Exercise details:
Below this line is the material. Write out only its lines from the one containing "pub struct EtlPipeline<S, T>" through the one containing "one calendar day.", both kept, exactly.

___ Provided data

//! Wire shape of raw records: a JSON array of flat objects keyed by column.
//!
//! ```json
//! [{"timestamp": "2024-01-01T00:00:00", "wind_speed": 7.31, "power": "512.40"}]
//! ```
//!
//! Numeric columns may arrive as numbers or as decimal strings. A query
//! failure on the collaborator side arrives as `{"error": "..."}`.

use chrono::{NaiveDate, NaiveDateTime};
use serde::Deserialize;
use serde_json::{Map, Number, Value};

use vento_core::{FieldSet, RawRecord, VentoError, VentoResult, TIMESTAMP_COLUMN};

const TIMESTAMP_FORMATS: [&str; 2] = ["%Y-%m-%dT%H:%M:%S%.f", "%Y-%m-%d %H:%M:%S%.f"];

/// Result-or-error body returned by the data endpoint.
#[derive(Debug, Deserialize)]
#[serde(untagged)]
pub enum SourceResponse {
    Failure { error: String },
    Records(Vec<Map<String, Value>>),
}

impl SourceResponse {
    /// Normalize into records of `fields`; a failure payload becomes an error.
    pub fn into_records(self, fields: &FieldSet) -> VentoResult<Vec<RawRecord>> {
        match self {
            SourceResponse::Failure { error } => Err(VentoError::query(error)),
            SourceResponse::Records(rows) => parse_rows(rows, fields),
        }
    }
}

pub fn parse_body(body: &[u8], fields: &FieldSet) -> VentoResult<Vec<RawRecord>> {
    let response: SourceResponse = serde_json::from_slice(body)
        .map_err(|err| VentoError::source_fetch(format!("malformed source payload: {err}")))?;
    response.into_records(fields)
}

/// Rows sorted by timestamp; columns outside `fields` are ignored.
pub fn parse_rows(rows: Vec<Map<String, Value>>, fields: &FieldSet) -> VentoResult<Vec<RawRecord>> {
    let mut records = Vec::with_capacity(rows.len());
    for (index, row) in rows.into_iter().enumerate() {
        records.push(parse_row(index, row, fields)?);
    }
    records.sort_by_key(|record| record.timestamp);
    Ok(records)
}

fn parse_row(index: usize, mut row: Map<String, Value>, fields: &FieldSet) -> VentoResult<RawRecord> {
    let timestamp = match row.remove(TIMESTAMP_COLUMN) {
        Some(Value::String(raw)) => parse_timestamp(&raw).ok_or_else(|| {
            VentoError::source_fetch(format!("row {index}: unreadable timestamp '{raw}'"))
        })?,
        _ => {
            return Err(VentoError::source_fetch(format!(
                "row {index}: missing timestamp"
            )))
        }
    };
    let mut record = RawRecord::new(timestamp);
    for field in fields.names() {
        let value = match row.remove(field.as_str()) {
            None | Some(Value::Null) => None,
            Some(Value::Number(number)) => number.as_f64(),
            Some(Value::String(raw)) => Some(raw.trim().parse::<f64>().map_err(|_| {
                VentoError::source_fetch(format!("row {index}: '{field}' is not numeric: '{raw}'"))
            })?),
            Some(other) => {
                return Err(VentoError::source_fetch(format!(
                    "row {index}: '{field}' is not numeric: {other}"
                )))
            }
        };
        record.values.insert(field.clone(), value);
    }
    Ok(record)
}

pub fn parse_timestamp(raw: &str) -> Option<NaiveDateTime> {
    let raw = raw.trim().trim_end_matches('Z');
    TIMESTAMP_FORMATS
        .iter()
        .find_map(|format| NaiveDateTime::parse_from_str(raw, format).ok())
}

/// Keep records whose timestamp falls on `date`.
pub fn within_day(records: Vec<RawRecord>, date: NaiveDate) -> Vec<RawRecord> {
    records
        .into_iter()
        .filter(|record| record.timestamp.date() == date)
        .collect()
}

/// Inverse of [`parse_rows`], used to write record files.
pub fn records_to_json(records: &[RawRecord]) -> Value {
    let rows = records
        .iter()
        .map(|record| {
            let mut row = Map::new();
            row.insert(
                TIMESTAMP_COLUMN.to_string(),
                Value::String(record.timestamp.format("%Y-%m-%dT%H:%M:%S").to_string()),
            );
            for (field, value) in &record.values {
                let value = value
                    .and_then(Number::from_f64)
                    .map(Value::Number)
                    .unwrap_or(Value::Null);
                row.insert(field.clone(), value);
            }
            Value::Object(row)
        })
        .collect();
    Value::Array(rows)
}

______
___ Provided data

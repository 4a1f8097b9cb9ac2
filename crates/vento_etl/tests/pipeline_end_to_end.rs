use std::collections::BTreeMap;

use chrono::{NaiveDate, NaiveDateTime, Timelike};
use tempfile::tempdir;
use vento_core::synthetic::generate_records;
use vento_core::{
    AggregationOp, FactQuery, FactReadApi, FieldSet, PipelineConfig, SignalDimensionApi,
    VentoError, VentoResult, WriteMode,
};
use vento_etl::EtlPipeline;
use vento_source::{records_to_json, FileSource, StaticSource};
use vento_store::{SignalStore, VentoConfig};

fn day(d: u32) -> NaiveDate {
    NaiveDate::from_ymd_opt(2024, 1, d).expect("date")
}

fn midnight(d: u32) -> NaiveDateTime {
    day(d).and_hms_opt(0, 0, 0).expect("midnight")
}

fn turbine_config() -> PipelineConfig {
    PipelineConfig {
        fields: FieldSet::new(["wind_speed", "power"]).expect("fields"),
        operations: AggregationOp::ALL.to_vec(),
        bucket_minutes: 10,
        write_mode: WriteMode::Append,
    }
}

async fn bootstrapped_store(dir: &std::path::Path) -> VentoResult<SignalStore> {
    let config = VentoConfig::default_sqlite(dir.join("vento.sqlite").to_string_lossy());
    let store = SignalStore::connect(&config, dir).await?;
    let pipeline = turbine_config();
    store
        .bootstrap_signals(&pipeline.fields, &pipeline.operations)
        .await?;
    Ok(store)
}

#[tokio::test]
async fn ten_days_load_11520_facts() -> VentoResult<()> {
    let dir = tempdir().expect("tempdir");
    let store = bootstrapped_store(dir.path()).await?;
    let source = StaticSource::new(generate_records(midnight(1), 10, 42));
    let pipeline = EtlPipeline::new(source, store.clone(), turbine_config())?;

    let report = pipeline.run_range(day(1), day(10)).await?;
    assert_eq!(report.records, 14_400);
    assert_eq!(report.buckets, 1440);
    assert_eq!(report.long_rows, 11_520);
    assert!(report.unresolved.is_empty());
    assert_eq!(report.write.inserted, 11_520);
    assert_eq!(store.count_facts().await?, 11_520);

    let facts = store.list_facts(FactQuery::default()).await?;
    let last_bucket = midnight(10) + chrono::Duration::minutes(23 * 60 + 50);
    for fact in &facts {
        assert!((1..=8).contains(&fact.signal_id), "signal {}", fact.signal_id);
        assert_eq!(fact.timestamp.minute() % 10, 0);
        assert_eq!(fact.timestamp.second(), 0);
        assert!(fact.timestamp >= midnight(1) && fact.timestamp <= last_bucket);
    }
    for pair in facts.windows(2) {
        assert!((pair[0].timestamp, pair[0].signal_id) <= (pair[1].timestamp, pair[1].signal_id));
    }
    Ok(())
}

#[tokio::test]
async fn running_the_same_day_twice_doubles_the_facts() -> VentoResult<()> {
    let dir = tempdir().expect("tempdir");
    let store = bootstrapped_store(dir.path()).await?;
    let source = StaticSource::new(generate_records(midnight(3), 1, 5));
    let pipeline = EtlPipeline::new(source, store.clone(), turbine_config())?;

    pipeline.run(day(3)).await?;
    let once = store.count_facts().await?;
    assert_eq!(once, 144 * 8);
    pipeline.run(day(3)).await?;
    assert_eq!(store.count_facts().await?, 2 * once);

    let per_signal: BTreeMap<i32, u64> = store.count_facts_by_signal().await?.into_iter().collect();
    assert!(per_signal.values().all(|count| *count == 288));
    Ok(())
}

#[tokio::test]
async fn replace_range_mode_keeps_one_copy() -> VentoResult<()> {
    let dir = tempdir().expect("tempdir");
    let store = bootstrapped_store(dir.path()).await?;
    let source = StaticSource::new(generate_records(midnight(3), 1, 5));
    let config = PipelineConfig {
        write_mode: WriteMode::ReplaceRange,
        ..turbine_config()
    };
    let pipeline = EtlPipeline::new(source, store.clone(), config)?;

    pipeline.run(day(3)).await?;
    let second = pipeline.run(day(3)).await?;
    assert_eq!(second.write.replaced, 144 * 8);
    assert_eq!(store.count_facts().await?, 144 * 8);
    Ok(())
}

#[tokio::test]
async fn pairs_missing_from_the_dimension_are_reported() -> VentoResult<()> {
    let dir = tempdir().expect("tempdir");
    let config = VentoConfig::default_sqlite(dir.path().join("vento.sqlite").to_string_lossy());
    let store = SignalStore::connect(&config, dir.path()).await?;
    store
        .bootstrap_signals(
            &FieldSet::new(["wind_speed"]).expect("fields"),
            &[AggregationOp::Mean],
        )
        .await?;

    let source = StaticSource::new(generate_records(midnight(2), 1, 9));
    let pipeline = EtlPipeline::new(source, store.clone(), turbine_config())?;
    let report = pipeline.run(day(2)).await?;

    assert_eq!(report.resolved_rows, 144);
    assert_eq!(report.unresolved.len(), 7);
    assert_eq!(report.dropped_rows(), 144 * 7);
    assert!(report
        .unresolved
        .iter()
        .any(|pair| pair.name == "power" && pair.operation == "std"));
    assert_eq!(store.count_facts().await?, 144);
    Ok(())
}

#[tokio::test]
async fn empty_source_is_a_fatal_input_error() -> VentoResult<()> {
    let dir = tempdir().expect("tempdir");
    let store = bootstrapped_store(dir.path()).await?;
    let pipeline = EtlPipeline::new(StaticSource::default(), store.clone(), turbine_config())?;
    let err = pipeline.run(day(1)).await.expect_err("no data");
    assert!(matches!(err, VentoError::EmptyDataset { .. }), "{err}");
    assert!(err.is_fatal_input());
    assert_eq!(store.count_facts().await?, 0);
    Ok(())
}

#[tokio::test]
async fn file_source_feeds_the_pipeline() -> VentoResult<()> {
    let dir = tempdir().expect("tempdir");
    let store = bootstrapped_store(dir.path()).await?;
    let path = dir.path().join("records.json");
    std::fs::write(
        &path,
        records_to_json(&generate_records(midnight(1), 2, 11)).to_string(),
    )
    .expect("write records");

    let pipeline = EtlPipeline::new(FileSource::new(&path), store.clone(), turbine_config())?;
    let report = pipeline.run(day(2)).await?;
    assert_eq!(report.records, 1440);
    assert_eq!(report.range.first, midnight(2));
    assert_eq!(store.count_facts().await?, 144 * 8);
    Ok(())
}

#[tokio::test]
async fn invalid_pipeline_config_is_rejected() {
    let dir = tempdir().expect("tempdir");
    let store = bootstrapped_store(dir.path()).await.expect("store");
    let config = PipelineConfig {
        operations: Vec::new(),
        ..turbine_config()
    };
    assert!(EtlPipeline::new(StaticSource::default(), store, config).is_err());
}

______
___ Provided data

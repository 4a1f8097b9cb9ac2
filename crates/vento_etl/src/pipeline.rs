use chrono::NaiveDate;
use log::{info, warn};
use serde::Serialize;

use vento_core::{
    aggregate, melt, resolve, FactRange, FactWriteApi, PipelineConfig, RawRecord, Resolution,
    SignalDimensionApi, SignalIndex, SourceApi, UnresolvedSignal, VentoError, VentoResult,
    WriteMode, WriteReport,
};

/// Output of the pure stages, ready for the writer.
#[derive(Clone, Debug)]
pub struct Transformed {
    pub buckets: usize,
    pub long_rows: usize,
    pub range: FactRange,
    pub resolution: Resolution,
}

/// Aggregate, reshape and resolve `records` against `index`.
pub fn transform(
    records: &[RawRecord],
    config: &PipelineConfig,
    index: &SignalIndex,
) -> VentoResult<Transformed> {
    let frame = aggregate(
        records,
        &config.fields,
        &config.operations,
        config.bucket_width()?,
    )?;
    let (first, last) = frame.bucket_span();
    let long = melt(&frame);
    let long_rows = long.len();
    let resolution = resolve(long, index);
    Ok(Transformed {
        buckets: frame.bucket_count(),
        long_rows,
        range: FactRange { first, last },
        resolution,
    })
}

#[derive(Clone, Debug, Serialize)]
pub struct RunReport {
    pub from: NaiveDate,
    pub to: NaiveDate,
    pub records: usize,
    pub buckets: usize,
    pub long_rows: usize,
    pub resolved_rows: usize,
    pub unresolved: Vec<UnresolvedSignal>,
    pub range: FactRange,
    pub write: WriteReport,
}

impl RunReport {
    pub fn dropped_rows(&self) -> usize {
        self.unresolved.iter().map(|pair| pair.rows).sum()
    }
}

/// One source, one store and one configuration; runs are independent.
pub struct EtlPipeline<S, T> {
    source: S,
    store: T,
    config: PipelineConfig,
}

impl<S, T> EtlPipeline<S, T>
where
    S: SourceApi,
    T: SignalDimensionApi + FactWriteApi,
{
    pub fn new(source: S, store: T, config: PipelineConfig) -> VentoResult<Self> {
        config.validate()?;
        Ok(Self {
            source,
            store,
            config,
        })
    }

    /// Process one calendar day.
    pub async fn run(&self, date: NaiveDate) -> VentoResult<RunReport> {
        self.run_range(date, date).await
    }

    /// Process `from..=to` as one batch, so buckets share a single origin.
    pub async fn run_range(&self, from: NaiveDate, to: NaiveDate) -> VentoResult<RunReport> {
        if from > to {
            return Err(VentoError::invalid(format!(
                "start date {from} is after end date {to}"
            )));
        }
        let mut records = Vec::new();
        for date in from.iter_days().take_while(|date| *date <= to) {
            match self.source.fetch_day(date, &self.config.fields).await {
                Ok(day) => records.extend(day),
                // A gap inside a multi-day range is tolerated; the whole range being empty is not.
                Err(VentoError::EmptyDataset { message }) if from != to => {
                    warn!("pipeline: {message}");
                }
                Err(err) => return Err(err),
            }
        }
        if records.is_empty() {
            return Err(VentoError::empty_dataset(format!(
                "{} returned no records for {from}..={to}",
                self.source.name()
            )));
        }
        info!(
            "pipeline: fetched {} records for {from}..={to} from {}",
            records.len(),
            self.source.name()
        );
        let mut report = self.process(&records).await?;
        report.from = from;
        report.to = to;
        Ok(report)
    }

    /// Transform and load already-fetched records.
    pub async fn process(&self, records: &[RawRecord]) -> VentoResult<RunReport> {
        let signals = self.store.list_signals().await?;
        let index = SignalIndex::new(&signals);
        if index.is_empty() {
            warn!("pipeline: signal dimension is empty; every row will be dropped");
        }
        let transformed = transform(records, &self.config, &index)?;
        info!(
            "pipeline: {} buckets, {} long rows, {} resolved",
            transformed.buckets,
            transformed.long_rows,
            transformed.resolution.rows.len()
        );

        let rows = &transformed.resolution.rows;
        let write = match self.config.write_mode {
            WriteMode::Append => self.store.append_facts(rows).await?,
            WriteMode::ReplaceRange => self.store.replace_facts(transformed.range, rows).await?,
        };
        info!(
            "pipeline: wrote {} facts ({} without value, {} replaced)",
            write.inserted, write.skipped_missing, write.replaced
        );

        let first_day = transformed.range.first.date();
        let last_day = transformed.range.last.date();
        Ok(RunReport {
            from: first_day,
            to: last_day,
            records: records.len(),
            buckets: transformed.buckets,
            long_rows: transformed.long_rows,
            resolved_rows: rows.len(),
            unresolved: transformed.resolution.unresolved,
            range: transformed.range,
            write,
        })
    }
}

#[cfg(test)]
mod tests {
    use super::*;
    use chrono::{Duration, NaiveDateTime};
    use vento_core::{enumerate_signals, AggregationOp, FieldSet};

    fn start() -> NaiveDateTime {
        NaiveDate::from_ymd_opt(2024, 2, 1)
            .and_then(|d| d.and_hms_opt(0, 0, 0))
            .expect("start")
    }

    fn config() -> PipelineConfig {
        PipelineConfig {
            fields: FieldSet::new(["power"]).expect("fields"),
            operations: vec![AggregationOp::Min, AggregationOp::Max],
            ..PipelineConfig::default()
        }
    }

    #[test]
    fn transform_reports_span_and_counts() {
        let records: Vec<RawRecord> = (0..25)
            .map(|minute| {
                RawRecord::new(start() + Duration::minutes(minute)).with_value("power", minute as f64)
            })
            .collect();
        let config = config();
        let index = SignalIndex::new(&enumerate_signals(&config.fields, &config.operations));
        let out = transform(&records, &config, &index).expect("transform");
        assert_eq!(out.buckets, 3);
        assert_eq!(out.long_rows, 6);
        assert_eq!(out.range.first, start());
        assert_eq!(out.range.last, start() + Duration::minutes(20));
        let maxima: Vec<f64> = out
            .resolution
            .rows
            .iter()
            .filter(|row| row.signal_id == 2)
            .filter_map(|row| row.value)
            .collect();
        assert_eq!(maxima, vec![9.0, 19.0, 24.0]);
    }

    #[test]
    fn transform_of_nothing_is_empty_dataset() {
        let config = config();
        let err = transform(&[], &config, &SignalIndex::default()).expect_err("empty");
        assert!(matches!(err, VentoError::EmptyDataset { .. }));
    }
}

______

Reply:
pub struct EtlPipeline<S, T> {
    source: S,
    store: T,
    config: PipelineConfig,
}

impl<S, T> EtlPipeline<S, T>
where
    S: SourceApi,
    T: SignalDimensionApi + FactWriteApi,
{
    pub fn new(source: S, store: T, config: PipelineConfig) -> VentoResult<Self> {
        config.validate()?;
        Ok(Self {
            source,
            store,
            config,
        })
    }

    /// Process one calendar day.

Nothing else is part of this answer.